Please reproduce exactly the lines that begin the listing below, up to and including the line where "pub fn does_trip_run(gtfs: &Gtfs, trip: &Trip, date: NaiveDate)" occurs.

---------- SOURCE DATA

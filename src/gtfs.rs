use std::collections::BTreeMap;

use chrono::NaiveDate;
use gtfs_structures::{Exception, Gtfs, Trip};

use crate::builder::{NetworkBuilder, RouteStopTimes};
use crate::config::RaptorConfig;
use crate::network::{Network, NetworkError, Timestamp};

/// Whether the trip's service runs on `date`, with calendar date exceptions taking precedence over the calendar.
pub fn does_trip_run(gtfs: &Gtfs, trip: &Trip, date: NaiveDate) -> bool {
    let exception = gtfs
        .calendar_dates
        .get(trip.service_id.as_str())
        .and_then(|calendar_dates| calendar_dates.iter().find(|calendar_date| calendar_date.date == date))
        .map(|calendar_date| &calendar_date.exception_type);
    match exception {
        Some(Exception::Added) => true,
        Some(Exception::Deleted) => false,
        None => gtfs.calendar.get(trip.service_id.as_str()).is_some_and(|calendar| {
            calendar.valid_weekday(date) && calendar.start_date <= date && date <= calendar.end_date
        }),
    }
}

impl NetworkBuilder {
    /// Loads the trips running on `date`.
    ///
    /// GTFS routes contain trips with different stop sequences, so trips are grouped into our own routes by
    /// GTFS route, stop sequence and time offsets. Each trip becomes one departure of its route.
    pub fn from_gtfs(gtfs: &Gtfs, date: NaiveDate, config: RaptorConfig) -> Result<Self, NetworkError> {
        let mut builder = NetworkBuilder::new(config);

        let mut stops: Vec<_> = gtfs.stops.values().collect();
        stops.sort_unstable_by(|a, b| a.id.cmp(&b.id));
        for stop in stops {
            builder.add_stop(&stop.id, stop.name.as_deref().unwrap_or(&stop.id));
        }

        let mut patterns: BTreeMap<(&str, Vec<RouteStopTimes>), Vec<(Timestamp, &str)>> = BTreeMap::new();
        for trip in gtfs.trips.values() {
            if !does_trip_run(gtfs, trip, date) {
                continue;
            }
            if trip.stop_times.len() < 2 {
                log::warn!("Skipping trip {} with {} stop times.", trip.id, trip.stop_times.len());
                continue;
            }

            let mut trip_start = None;
            let mut times = Vec::with_capacity(trip.stop_times.len());
            for stop_time in trip.stop_times.iter() {
                let arrival = stop_time.arrival_time.or(stop_time.departure_time);
                let departure = stop_time.departure_time.or(stop_time.arrival_time);
                let (Some(arrival), Some(departure)) = (arrival, departure) else {
                    return Err(NetworkError::MissingStopTime(trip.id.clone()));
                };
                let start = *trip_start.get_or_insert(departure);
                let stop = builder.stop_idx(&stop_time.stop.id)?;
                times.push(RouteStopTimes::new(stop, arrival.saturating_sub(start), departure.saturating_sub(start)));
            }
            if let Some(start) = trip_start {
                patterns.entry((trip.route_id.as_str(), times)).or_default().push((start, trip.id.as_str()));
            }
        }

        for ((route_id, times), trips) in patterns {
            let line = gtfs
                .routes
                .get(route_id)
                .and_then(|route| route.short_name.clone().or_else(|| route.long_name.clone()))
                .unwrap_or_else(|| route_id.to_owned());
            let route = builder.add_route(&line, route_id, times)?;
            for (start, trip_id) in trips {
                builder.add_departure(route, trip_id, start)?;
            }
        }

        Ok(builder)
    }
}

impl Network {
    pub fn from_gtfs(gtfs: &Gtfs, date: NaiveDate, config: RaptorConfig) -> Result<Self, NetworkError> {
        let network = NetworkBuilder::from_gtfs(gtfs, date, config)?.build()?;
        network.print_stats();
        Ok(network)
    }
}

--------------------

**TASK SOLUTION:**
filename src/gtfs.rs
use std::collections::BTreeMap;

use chrono::NaiveDate;
use gtfs_structures::{Exception, Gtfs, Trip};

use crate::builder::{NetworkBuilder, RouteStopTimes};
use crate::config::RaptorConfig;
use crate::network::{Network, NetworkError, Timestamp};

/// Whether the trip's service runs on `date`, with calendar date exceptions taking precedence over the calendar.
pub fn does_trip_run(gtfs: &Gtfs, trip: &Trip, date: NaiveDate) -> bool {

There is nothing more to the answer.